■ **Data for this task**:

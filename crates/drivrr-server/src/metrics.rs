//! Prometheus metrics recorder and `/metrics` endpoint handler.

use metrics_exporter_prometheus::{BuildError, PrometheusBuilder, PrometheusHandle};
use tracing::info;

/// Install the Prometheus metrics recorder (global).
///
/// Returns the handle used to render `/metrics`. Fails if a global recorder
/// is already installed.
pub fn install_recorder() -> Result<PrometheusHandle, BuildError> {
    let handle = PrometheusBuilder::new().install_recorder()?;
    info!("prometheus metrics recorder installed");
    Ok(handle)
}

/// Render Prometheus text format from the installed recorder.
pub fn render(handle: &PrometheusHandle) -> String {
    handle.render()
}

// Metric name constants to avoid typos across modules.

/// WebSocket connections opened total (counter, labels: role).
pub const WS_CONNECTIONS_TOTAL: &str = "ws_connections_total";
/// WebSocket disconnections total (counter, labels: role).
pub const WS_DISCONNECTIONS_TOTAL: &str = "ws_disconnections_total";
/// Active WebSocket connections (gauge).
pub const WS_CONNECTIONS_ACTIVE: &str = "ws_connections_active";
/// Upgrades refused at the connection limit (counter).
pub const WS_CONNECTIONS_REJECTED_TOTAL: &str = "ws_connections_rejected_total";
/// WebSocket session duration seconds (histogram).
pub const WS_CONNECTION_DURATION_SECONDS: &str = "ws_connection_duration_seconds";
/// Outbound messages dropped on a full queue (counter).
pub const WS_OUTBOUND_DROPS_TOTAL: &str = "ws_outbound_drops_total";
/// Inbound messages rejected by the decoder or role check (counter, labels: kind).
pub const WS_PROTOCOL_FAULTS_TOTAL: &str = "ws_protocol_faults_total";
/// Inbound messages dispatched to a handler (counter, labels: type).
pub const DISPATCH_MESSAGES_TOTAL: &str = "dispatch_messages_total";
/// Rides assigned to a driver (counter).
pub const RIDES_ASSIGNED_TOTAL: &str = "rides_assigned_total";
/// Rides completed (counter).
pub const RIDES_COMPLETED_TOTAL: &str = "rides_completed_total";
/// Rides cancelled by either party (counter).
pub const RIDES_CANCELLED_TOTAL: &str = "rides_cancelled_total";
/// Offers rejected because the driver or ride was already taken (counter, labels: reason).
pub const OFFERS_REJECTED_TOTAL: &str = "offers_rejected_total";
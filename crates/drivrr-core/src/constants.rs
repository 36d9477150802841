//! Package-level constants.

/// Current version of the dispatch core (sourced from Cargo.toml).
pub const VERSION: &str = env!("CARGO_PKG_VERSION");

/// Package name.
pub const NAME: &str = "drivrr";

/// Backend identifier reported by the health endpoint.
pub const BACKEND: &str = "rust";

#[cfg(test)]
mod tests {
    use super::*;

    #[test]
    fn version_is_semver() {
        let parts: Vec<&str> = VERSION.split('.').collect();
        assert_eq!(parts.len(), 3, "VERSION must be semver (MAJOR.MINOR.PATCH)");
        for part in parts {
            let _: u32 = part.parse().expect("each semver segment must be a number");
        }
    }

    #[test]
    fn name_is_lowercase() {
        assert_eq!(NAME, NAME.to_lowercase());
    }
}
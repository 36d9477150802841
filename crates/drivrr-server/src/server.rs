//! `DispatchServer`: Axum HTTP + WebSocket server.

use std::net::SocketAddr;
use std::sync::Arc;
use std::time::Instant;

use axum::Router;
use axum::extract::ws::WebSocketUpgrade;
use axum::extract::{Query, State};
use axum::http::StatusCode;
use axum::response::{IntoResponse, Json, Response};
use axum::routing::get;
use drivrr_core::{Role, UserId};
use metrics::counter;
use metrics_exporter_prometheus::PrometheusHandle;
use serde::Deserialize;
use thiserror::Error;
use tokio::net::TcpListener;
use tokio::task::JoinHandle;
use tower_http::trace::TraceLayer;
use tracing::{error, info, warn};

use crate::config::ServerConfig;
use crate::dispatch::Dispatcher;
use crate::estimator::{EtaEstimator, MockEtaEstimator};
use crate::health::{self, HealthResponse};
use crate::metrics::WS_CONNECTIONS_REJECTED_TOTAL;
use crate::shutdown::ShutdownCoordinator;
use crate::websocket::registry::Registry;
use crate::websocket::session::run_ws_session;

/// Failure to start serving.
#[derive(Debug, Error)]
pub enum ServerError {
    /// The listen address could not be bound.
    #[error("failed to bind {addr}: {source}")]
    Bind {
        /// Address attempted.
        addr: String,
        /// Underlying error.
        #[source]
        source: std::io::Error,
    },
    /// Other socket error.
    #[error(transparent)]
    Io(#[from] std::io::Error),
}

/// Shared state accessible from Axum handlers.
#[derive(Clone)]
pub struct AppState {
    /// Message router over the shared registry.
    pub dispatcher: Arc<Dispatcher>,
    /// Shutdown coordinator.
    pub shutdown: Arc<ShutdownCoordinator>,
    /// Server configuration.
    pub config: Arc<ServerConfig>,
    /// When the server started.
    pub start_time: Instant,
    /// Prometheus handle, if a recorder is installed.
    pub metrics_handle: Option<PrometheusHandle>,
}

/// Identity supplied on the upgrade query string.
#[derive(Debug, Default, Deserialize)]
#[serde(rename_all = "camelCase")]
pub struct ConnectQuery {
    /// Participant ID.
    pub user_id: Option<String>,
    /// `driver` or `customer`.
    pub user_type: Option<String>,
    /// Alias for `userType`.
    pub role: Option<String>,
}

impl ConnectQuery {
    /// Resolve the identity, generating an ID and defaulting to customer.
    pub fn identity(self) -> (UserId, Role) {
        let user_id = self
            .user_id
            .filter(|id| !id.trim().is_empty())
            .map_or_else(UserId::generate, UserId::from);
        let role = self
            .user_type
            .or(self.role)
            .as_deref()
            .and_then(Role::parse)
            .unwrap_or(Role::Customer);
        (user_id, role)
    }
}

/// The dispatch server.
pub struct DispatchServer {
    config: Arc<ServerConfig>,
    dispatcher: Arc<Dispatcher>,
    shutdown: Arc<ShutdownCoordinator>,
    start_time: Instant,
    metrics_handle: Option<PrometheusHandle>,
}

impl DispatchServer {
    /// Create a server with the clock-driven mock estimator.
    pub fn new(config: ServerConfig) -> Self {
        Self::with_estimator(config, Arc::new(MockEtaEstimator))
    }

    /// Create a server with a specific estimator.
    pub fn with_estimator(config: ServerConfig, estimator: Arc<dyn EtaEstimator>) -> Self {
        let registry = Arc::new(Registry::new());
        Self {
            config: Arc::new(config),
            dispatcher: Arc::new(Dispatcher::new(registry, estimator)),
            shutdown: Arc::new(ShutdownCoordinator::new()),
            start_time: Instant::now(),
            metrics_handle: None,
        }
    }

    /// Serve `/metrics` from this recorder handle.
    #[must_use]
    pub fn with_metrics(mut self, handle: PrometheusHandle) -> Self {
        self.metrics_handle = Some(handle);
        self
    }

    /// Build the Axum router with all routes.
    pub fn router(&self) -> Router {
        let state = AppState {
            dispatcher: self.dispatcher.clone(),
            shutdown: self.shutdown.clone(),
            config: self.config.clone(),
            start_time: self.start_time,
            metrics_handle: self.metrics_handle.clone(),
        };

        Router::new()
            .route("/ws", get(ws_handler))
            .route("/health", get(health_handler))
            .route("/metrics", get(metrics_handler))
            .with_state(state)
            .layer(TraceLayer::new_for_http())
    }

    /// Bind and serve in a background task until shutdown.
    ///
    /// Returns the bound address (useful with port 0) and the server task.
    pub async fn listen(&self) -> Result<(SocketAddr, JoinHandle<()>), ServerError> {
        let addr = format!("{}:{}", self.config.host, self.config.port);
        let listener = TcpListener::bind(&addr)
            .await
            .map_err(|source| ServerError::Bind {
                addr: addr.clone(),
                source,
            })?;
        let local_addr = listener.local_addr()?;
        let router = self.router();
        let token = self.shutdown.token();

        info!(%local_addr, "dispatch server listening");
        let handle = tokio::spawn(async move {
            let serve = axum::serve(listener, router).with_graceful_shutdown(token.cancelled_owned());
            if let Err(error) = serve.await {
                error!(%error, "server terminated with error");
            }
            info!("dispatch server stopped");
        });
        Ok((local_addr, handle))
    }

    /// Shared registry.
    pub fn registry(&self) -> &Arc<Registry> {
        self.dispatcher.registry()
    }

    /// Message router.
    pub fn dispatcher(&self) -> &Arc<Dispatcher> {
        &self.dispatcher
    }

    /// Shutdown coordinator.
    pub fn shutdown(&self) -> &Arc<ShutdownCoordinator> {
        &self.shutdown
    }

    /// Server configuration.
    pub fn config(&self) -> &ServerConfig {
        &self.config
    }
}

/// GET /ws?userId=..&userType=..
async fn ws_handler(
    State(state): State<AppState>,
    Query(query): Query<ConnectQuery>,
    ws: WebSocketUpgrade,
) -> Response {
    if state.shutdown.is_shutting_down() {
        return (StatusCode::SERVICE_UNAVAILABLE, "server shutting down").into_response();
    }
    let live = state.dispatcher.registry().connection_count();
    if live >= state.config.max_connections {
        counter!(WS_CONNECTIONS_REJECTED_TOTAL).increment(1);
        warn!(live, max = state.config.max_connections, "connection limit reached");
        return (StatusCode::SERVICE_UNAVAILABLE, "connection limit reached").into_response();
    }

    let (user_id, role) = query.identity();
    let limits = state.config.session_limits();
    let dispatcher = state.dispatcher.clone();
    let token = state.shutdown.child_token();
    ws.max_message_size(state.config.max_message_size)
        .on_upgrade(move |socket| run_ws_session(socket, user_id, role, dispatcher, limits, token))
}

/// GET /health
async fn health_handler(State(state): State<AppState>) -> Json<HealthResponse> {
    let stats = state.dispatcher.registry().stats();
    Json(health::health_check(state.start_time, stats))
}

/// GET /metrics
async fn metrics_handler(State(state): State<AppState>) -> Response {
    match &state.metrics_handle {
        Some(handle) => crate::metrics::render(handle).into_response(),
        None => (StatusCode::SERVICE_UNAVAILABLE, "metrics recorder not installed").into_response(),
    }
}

■ **Work to complete**: What you give back should be exactly the lines of the data above from the line with "(counter, labels: type)." through the line with "HTTP + WebSocket server.", both of those included, and nothing more.

■ **Completed task**:
/// Inbound messages dispatched to a handler (counter, labels: type).
pub const DISPATCH_MESSAGES_TOTAL: &str = "dispatch_messages_total";
/// Rides assigned to a driver (counter).
pub const RIDES_ASSIGNED_TOTAL: &str = "rides_assigned_total";
/// Rides completed (counter).
pub const RIDES_COMPLETED_TOTAL: &str = "rides_completed_total";
/// Rides cancelled by either party (counter).
pub const RIDES_CANCELLED_TOTAL: &str = "rides_cancelled_total";
/// Offers rejected because the driver or ride was already taken (counter, labels: reason).
pub const OFFERS_REJECTED_TOTAL: &str = "offers_rejected_total";
filename crates/drivrr-core/src/constants.rs
repository 36d9477150802841
//! Package-level constants.

/// Current version of the dispatch core (sourced from Cargo.toml).
pub const VERSION: &str = env!("CARGO_PKG_VERSION");

/// Package name.
pub const NAME: &str = "drivrr";

/// Backend identifier reported by the health endpoint.
pub const BACKEND: &str = "rust";

#[cfg(test)]
mod tests {
    use super::*;

    #[test]
    fn version_is_semver() {
        let parts: Vec<&str> = VERSION.split('.').collect();
        assert_eq!(parts.len(), 3, "VERSION must be semver (MAJOR.MINOR.PATCH)");
        for part in parts {
            let _: u32 = part.parse().expect("each semver segment must be a number");
        }
    }

    #[test]
    fn name_is_lowercase() {
        assert_eq!(NAME, NAME.to_lowercase());
    }
}
repository 36d9477150802841
filename crates/drivrr-server/src/server.rs
//! `DispatchServer`: Axum HTTP + WebSocket server.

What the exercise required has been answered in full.